Sin embargo, la investigación e interpretación del repertorio sefardita no pararon allá. Hubo más conciertos con canciones en ladino: desde pequeñas intervenciones en obras de teatro donde metía las melodías, hasta conciertos, tipo schubertiadas, para LadinoKomunita, la comunidad virtual más importante del idioma judeo-español, en su viaje a México. Actualmente, aunque alejado un poco del tema por la maestría en interpretación en la UNAM y mi tema, el compositor Salvador Moreno y su ópera Severino, las canciones aún circulan por mi sangre y mi canto. Cuando estoy solo en casa, ante amigos que me piden cantar algo, ante personas interesadas por los judíos sefarditas, o ante cualquier oportunidad tomo mi laúd árabe y me acompaño o acompaño a alguien más para poder hacer que esa hermosa música y la lengua estén presentes en México.

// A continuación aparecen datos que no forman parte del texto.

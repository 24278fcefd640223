//! Document sessions and the session cache.
//!
//! A [`DocumentSession`] ties one page's [`ReplicatedDocument`] to the shared
//! [`EventChannel`]: it joins the page room, routes presence events into the
//! [`PresenceAggregator`], exchanges content sync messages on the page's
//! binary sub-channel, and throttles the local cursor.
//!
//! Sessions are shared through a [`SessionCache`]. Every consumer of a page
//! calls [`SessionCache::get`] and later [`SessionCache::release`]; the
//! session is torn down when the last consumer releases it. Teardown cancels
//! the throttle timer and the staleness sweeper, detaches the replicas,
//! removes every page-scoped listener, and leaves the room (dropping any
//! still-queued messages for the page), all under the cache lock so a
//! concurrent `get` never observes a half-destroyed session.

use std::collections::HashMap;
use std::sync::atomic::{AtomicBool, Ordering};
use std::sync::{Arc, Mutex, Weak};

use chrono::Utc;
use serde::Serialize;
use serde_json::Value;
use tokio::task::JoinHandle;

use crate::channel::EventChannel;
use crate::config::RealtimeConfig;
use crate::doc::{ObserverId, ReplicatedDocument, UpdateOrigin};
use crate::error::Result;
use crate::listeners::ListenerId;
use crate::presence::{PresenceAggregator, PresenceEntry};
use crate::protocol::{Cursor, CursorUpdatePayload, SyncMessage, doc_channel, events};
use crate::throttle::CursorThrottle;

/// Inbound events routed to the presence aggregator.
const PRESENCE_EVENTS: [&str; 4] = [
    events::USER_JOINED,
    events::USER_LEFT,
    events::CURSOR_UPDATE,
    events::PRESENCE_UPDATE,
];

/// One open page.
pub struct DocumentSession {
    page_id: String,
    sync_channel: String,
    channel: EventChannel,
    document: Arc<ReplicatedDocument>,
    presence: Arc<PresenceAggregator>,
    throttle: CursorThrottle,
    listeners: Mutex<Vec<(&'static str, ListenerId)>>,
    sync_listener: Mutex<Option<ListenerId>>,
    sweeper: Mutex<Option<JoinHandle<()>>>,
    closed: AtomicBool,
}

impl DocumentSession {
    /// Open a session for `page_id` on `channel`.
    ///
    /// Must be called from within a tokio runtime.
    fn open(channel: &EventChannel, page_id: &str, config: &RealtimeConfig) -> Self {
        log::info!("[DocumentSession] Opening page {}", page_id);

        let document = Arc::new(ReplicatedDocument::new(page_id));
        let presence = Arc::new(PresenceAggregator::new(
            config.user.clone(),
            Arc::clone(&document),
            &config.presence,
        ));
        if let Err(e) = presence.touch_local(Utc::now()) {
            log::warn!("[DocumentSession] Failed to write own presence: {}", e);
        }

        let sync_channel = doc_channel(page_id);

        // Local content edits go out as y-sync Update messages.
        {
            let channel = channel.clone();
            let sync_channel = sync_channel.clone();
            let result = document.content().set_sync_callback(Arc::new(move |update| {
                channel.emit_binary(&sync_channel, SyncMessage::Update(update.to_vec()).encode());
            }));
            if let Err(e) = result {
                log::error!("[DocumentSession] Failed to observe content for {}: {}", page_id, e);
            }
        }

        let mut listeners = Vec::with_capacity(PRESENCE_EVENTS.len() + 1);
        for event in PRESENCE_EVENTS {
            let presence = Arc::clone(&presence);
            let id = channel.on(event, move |payload| {
                presence.handle_event(event, payload);
            });
            listeners.push((event, id));
        }

        // Every (re)connect restarts the content handshake.
        {
            let channel_handle = channel.clone();
            let document = Arc::clone(&document);
            let sync_channel = sync_channel.clone();
            let id = channel.on(events::CONNECT, move |_| {
                send_step1(&channel_handle, &sync_channel, &document);
            });
            listeners.push((events::CONNECT, id));
        }

        let sync_listener = {
            let channel_handle = channel.clone();
            let document = Arc::clone(&document);
            let reply_channel = sync_channel.clone();
            channel.on_binary(&sync_channel, move |data| {
                handle_sync_message(&channel_handle, &reply_channel, &document, data);
            })
        };

        channel.join_room(page_id);
        if channel.is_connected() {
            send_step1(channel, &sync_channel, &document);
        }

        let throttle = {
            let channel = channel.clone();
            let page_id = page_id.to_string();
            let user = config.user.clone();
            CursorThrottle::new(
                config.throttle.interval,
                Arc::new(move |cursor| {
                    let payload = CursorUpdatePayload {
                        page_id: page_id.clone(),
                        user_id: Some(user.id.clone()),
                        user_name: Some(user.name.clone()),
                        cursor,
                    };
                    match serde_json::to_value(&payload) {
                        Ok(value) => channel.emit(events::CURSOR_UPDATE, value),
                        Err(e) => log::warn!("[DocumentSession] Failed to encode cursor: {}", e),
                    }
                }),
            )
        };

        let sweeper = config.presence.stale_after.map(|_| {
            let presence = Arc::clone(&presence);
            let period = config
                .presence
                .sweep_interval
                .max(std::time::Duration::from_millis(1));
            tokio::spawn(async move {
                let mut interval = tokio::time::interval(period);
                interval.tick().await; // Consume first immediate tick
                loop {
                    interval.tick().await;
                    presence.evict_stale(Utc::now());
                }
            })
        });

        Self {
            page_id: page_id.to_string(),
            sync_channel,
            channel: channel.clone(),
            document,
            presence,
            throttle,
            listeners: Mutex::new(listeners),
            sync_listener: Mutex::new(Some(sync_listener)),
            sweeper: Mutex::new(sweeper),
            closed: AtomicBool::new(false),
        }
    }

    /// Page id.
    pub fn page_id(&self) -> &str {
        &self.page_id
    }

    /// The page's replicated document.
    pub fn document(&self) -> &Arc<ReplicatedDocument> {
        &self.document
    }

    /// The page's presence aggregator.
    pub fn presence(&self) -> &Arc<PresenceAggregator> {
        &self.presence
    }

    /// Set a content entry and broadcast the change.
    pub fn set<T: Serialize + ?Sized>(&self, key: &str, value: &T) -> Result<()> {
        self.document.content().set(key, value)
    }

    /// Read a content entry.
    pub fn get(&self, key: &str) -> Option<Value> {
        self.document.content().get(key)
    }

    /// Remove a content entry and broadcast the change.
    pub fn remove(&self, key: &str) -> bool {
        self.document.content().remove(key)
    }

    /// Publish the local cursor.
    ///
    /// The own presence entry is updated right away; the broadcast goes
    /// through the cursor throttle.
    pub fn submit_cursor(&self, cursor: Cursor) -> Result<()> {
        if self.is_closed() {
            log::debug!("[DocumentSession] Cursor submitted to closed page {}", self.page_id);
            return Ok(());
        }
        self.presence.update_local_cursor(cursor.clone())?;
        self.throttle.submit(cursor);
        Ok(())
    }

    /// Call `callback` with the full presence list whenever it changes.
    pub fn observe_presence<F>(&self, callback: F) -> ObserverId
    where
        F: Fn(Vec<PresenceEntry>) + Send + Sync + 'static,
    {
        let presence: Weak<PresenceAggregator> = Arc::downgrade(&self.presence);
        self.document.presence().observe(move |_| {
            if let Some(presence) = presence.upgrade() {
                callback(presence.entries());
            }
        })
    }

    /// Remove a presence observer.
    pub fn unobserve_presence(&self, id: ObserverId) -> bool {
        self.document.presence().unobserve(id)
    }

    /// Call `callback` whenever the content map changes.
    pub fn observe_content<F>(&self, callback: F) -> ObserverId
    where
        F: Fn(UpdateOrigin) + Send + Sync + 'static,
    {
        self.document.content().observe(callback)
    }

    /// Remove a content observer.
    pub fn unobserve_content(&self, id: ObserverId) -> bool {
        self.document.content().unobserve(id)
    }

    /// Whether the session was torn down.
    pub fn is_closed(&self) -> bool {
        self.closed.load(Ordering::SeqCst)
    }

    /// Tear the session down. Idempotent.
    fn close(&self) {
        if self.closed.swap(true, Ordering::SeqCst) {
            return;
        }
        log::info!("[DocumentSession] Closing page {}", self.page_id);

        // Stop every producer first so nothing is queued after the discard
        // in `leave_room`.
        self.throttle.cancel();
        if let Some(sweeper) = self.sweeper.lock().unwrap().take() {
            sweeper.abort();
        }
        self.document.detach();
        for (event, id) in self.listeners.lock().unwrap().drain(..) {
            self.channel.off(event, Some(id));
        }
        if let Some(id) = self.sync_listener.lock().unwrap().take() {
            self.channel.off_binary(&self.sync_channel, Some(id));
        }
        self.channel.leave_room(&self.page_id);
    }
}

impl Drop for DocumentSession {
    fn drop(&mut self) {
        self.close();
    }
}

impl std::fmt::Debug for DocumentSession {
    fn fmt(&self, f: &mut std::fmt::Formatter<'_>) -> std::fmt::Result {
        f.debug_struct("DocumentSession")
            .field("page_id", &self.page_id)
            .field("closed", &self.is_closed())
            .finish_non_exhaustive()
    }
}

fn send_step1(channel: &EventChannel, sync_channel: &str, document: &ReplicatedDocument) {
    let sv = document.content().encode_state_vector();
    channel.emit_binary(sync_channel, SyncMessage::SyncStep1(sv).encode());
}

fn handle_sync_message(
    channel: &EventChannel,
    sync_channel: &str,
    document: &ReplicatedDocument,
    data: &[u8],
) {
    match SyncMessage::decode(data) {
        Ok(Some(SyncMessage::SyncStep1(sv))) => match document.content().encode_diff(&sv) {
            Ok(diff) => {
                channel.emit_binary(sync_channel, SyncMessage::SyncStep2(diff).encode());
            }
            Err(e) => log::warn!("[DocumentSession] Bad state vector on {}: {}", sync_channel, e),
        },
        Ok(Some(SyncMessage::SyncStep2(update) | SyncMessage::Update(update))) => {
            if let Err(e) = document.content().apply_update(&update) {
                log::warn!("[DocumentSession] Dropping update on {}: {}", sync_channel, e);
            }
        }
        Ok(None) => {
            log::trace!("[DocumentSession] Ignoring non-sync message on {}", sync_channel);
        }
        Err(e) => log::warn!("[DocumentSession] Malformed sync message on {}: {}", sync_channel, e),
    }
}

struct SessionSlot {
    session: Arc<DocumentSession>,
    refs: usize,
}

/// Reference-counted cache of open document sessions.
///
/// Owned by the application context; every session it creates shares the
/// cache's [`EventChannel`].
pub struct SessionCache {
    channel: EventChannel,
    config: RealtimeConfig,
    sessions: Mutex<HashMap<String, SessionSlot>>,
}

impl SessionCache {
    /// Create an empty cache.
    pub fn new(channel: EventChannel, config: RealtimeConfig) -> Self {
        Self {
            channel,
            config,
            sessions: Mutex::new(HashMap::new()),
        }
    }

    /// The shared event channel.
    pub fn channel(&self) -> &EventChannel {
        &self.channel
    }

    /// Configuration used for new sessions.
    pub fn config(&self) -> &RealtimeConfig {
        &self.config
    }

    /// Get the session for `page_id`, opening it if needed.
    ///
    /// Each call must be balanced by one [`release`](Self::release).
    pub fn get(&self, page_id: &str) -> Arc<DocumentSession> {
        let mut sessions = self.sessions.lock().unwrap();
        let slot = sessions.entry(page_id.to_string()).or_insert_with(|| SessionSlot {
            session: Arc::new(DocumentSession::open(&self.channel, page_id, &self.config)),
            refs: 0,
        });
        slot.refs += 1;
        log::debug!("[SessionCache] {} now has {} consumers", page_id, slot.refs);
        Arc::clone(&slot.session)
    }

    /// Release one reference to `page_id`.
    ///
    /// Returns `true` if this was the last reference and the session was torn
    /// down.
    pub fn release(&self, page_id: &str) -> bool {
        let mut sessions = self.sessions.lock().unwrap();
        let Some(slot) = sessions.get_mut(page_id) else {
            log::warn!("[SessionCache] Release of unknown page {}", page_id);
            return false;
        };
        slot.refs = slot.refs.saturating_sub(1);
        if slot.refs > 0 {
            return false;
        }
        if let Some(slot) = sessions.remove(page_id) {
            slot.session.close();
        }
        true
    }

    /// Number of consumers holding `page_id`.
    pub fn ref_count(&self, page_id: &str) -> usize {
        self.sessions
            .lock()
            .unwrap()
            .get(page_id)
            .map_or(0, |slot| slot.refs)
    }

    /// Open page ids, sorted.
    pub fn page_ids(&self) -> Vec<String> {
        let mut ids: Vec<String> = self.sessions.lock().unwrap().keys().cloned().collect();
        ids.sort();
        ids
    }

    /// Number of open sessions.
    pub fn len(&self) -> usize {
        self.sessions.lock().unwrap().len()
    }

    /// Whether no session is open.
    pub fn is_empty(&self) -> bool {
        self.sessions.lock().unwrap().is_empty()
    }

    /// Tear down every session regardless of reference counts.
    pub fn shutdown(&self) {
        let mut sessions = self.sessions.lock().unwrap();
        for (_, slot) in sessions.drain() {
            slot.session.close();
        }
    }
}

impl std::fmt::Debug for SessionCache {
    fn fmt(&self, f: &mut std::fmt::Formatter<'_>) -> std::fmt::Result {
        f.debug_struct("SessionCache")
            .field("pages", &self.page_ids())
            .finish_non_exhaustive()
    }
}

Fueron estas reflexiones sobre mi familia y sus diversos viajes personales, así como el querer cantar el repertorio dentro del programa de maestría, lo que me motivó a escribir una pieza en un «lenguaje musical contemporáneo». Influyeron también en mis meditaciones la situación de los migrantes africanos en Europa y la de los sudamericanos en Estados Unidos. Por último, tal vez mi propia sensación de exilio pesó al escribirla. En la pieza hay dos elementos separados ―la voz y la flauta― unidos por un discurso, en electrónica, que intenta recrear el mundo de aquellos que huyen. La voz entona la endecha Ya krezen las yervas de los judíos de Marruecos y la flauta, con su improvisada melodía, se entrelaza a ella. El primer elemento representa la tierra original que nunca se aparta de aquel que la deja y el segundo los vericuetos del caminante, habitante indómito del mundo.
El exilio, el destierro, el ir de un lado a otro del mundo, decía mi bisabuela, es una muerte lenta, un abandono en el cual la memoria se aferra a lo conocido y teme lo venidero. El exiliado, como los amantes desterrados del abrazo de su amada, viaja, recuerda, hace memoria, camina hacia su muerte y crea la ficción de su vida. Mi bisabuela insistía en que uno parte muerto al exilio, recrea en su mente un paraíso perdido, un huerto ya cerrado a la realidad; pues, desde ese instante, ya no habrá nada más tangible y verdadero que lo aún desconocido y nuevo. Aunque el exiliado regrese a su tierra de origen ya no será de aquí o de allá: uno pertenece y pertenecerá, junto a su familia, solamente al exilio.